## RAW DATA
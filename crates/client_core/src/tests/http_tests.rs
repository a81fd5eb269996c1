use super::*;
use std::sync::Arc;

use axum::{
    http::StatusCode as HttpStatus,
    routing::{get, post, put},
    Json, Router,
};
use serde_json::json;
use tokio::{net::TcpListener, sync::Mutex};

fn quote_json(id: i64, text: &str, votes: u32) -> serde_json::Value {
    json!({
        "id": id,
        "text": text,
        "author": "anon",
        "votes": votes,
        "created_at": "2024-01-01T00:00:00Z",
    })
}

async fn spawn_service(app: Router) -> String {
    std::env::set_var("NO_PROXY", "127.0.0.1,localhost");
    let listener = TcpListener::bind("127.0.0.1:0").await.expect("bind");
    let addr = listener.local_addr().expect("addr");
    tokio::spawn(async move {
        let _ = axum::serve(listener, app).await;
    });
    format!("http://{addr}")
}

#[tokio::test]
async fn list_quotes_unwraps_envelope_and_named_collection() {
    let app = Router::new().route(
        "/quotes",
        get(|| async { Json(json!({"data": {"quotes": [quote_json(1, "enveloped", 3)]}})) }),
    );
    let base = spawn_service(app).await;
    let service = HttpQuoteService::new(&base).expect("service");

    let quotes = service.list_quotes().await.expect("list");
    assert_eq!(quotes.len(), 1);
    assert_eq!(quotes[0].id, QuoteId(1));
    assert_eq!(quotes[0].text, "enveloped");
    assert_eq!(quotes[0].votes, 3);
}

#[tokio::test]
async fn list_quotes_accepts_a_bare_array_body() {
    let app = Router::new().route(
        "/quotes",
        get(|| async { Json(json!([quote_json(2, "bare", 0), quote_json(3, "also bare", 1)])) }),
    );
    let base = spawn_service(app).await;
    let service = HttpQuoteService::new(&base).expect("service");

    let quotes = service.list_quotes().await.expect("list");
    assert_eq!(
        quotes.iter().map(|q| q.id.0).collect::<Vec<_>>(),
        vec![2, 3]
    );
}

#[tokio::test]
async fn vote_records_parse_a_direct_array() {
    let app = Router::new().route(
        "/quotes/:id/votes",
        get(|| async {
            Json(json!([{
                "id": 1,
                "quote_id": 5,
                "user_id": 7,
                "created_at": "2024-01-01T00:00:00Z",
            }]))
        }),
    );
    let base = spawn_service(app).await;
    let service = HttpQuoteService::new(&base).expect("service");

    let records = service.vote_records(QuoteId(5)).await.expect("records");
    assert_eq!(records.len(), 1);
    assert_eq!(records[0].quote_id, QuoteId(5));
    assert_eq!(records[0].user_id.0, 7);
}

#[tokio::test]
async fn submit_vote_succeeds_on_no_content() {
    let app = Router::new().route("/quotes/:id/vote", post(|| async { HttpStatus::NO_CONTENT }));
    let base = spawn_service(app).await;
    let service = HttpQuoteService::new(&base).expect("service");

    service.submit_vote(QuoteId(1)).await.expect("vote");
}

#[tokio::test]
async fn submit_vote_maps_a_conflict_to_rejected_with_detail() {
    let app = Router::new().route(
        "/quotes/:id/vote",
        post(|| async {
            (
                HttpStatus::CONFLICT,
                Json(json!({"code": "conflict", "message": "duplicate vote"})),
            )
        }),
    );
    let base = spawn_service(app).await;
    let service = HttpQuoteService::new(&base).expect("service");

    let err = service.submit_vote(QuoteId(9)).await.expect_err("conflict");
    match err {
        ServiceError::Rejected { detail: Some(detail) } => {
            assert_eq!(detail.code, ErrorCode::Conflict);
            assert_eq!(detail.message, "duplicate vote");
        }
        other => panic!("unexpected error: {other:?}"),
    }
}

#[tokio::test]
async fn rejection_without_a_body_synthesizes_detail_from_the_status() {
    let app = Router::new().route(
        "/quotes/:id/vote",
        post(|| async { HttpStatus::FORBIDDEN }),
    );
    let base = spawn_service(app).await;
    let service = HttpQuoteService::new(&base).expect("service");

    let err = service.submit_vote(QuoteId(9)).await.expect_err("forbidden");
    match err {
        ServiceError::Rejected { detail: Some(detail) } => {
            assert_eq!(detail.code, ErrorCode::Forbidden);
        }
        other => panic!("unexpected error: {other:?}"),
    }
}

#[tokio::test]
async fn create_quote_posts_the_draft_and_parses_the_enveloped_response() {
    let captured: Arc<Mutex<Option<CreateQuoteRequest>>> = Arc::new(Mutex::new(None));
    let capture = captured.clone();
    let app = Router::new().route(
        "/quotes",
        post(move |Json(request): Json<CreateQuoteRequest>| {
            let capture = capture.clone();
            async move {
                *capture.lock().await = Some(request);
                Json(json!({"data": quote_json(42, "X", 0)}))
            }
        }),
    );
    let base = spawn_service(app).await;
    let service = HttpQuoteService::new(&base).expect("service");

    let created = service
        .create_quote(&CreateQuoteRequest {
            text: "X".to_string(),
            author: "Y".to_string(),
        })
        .await
        .expect("create");
    assert_eq!(created.id, QuoteId(42));

    let request = captured.lock().await.clone().expect("captured request");
    assert_eq!(request.text, "X");
    assert_eq!(request.author, "Y");
}

#[tokio::test]
async fn update_quote_puts_only_the_provided_fields() {
    let captured: Arc<Mutex<Option<UpdateQuoteRequest>>> = Arc::new(Mutex::new(None));
    let capture = captured.clone();
    let app = Router::new().route(
        "/quotes/:id",
        put(move |Json(request): Json<UpdateQuoteRequest>| {
            let capture = capture.clone();
            async move {
                *capture.lock().await = Some(request);
                Json(json!({"data": quote_json(7, "updated", 1)}))
            }
        }),
    );
    let base = spawn_service(app).await;
    let service = HttpQuoteService::new(&base).expect("service");

    let updated = service
        .update_quote(
            QuoteId(7),
            &UpdateQuoteRequest {
                text: Some("updated".to_string()),
                author: None,
            },
        )
        .await
        .expect("update");
    assert_eq!(updated.text, "updated");

    let request = captured.lock().await.clone().expect("captured request");
    assert_eq!(request.text.as_deref(), Some("updated"));
    assert_eq!(request.author, None);
}

#[tokio::test]
async fn unreachable_service_maps_to_unavailable() {
    let service = HttpQuoteService::new("http://127.0.0.1:9").expect("service");

    let err = service.list_quotes().await.expect_err("unreachable");
    assert!(matches!(err, ServiceError::Unavailable(_)));
}

#[test]
fn construction_rejects_non_http_urls() {
    assert!(HttpQuoteService::new("ftp://example.com").is_err());
    assert!(HttpQuoteService::new("not a url").is_err());
    assert!(HttpQuoteService::new("http://127.0.0.1:8080/").is_ok());
}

## WORK REQUIRED
Copy each line of the material where "author" is found.

## EXPECTED ANSWER
        "author": "anon",
            author: "Y".to_string(),
    assert_eq!(request.author, "Y");
                author: None,
    assert_eq!(request.author, None);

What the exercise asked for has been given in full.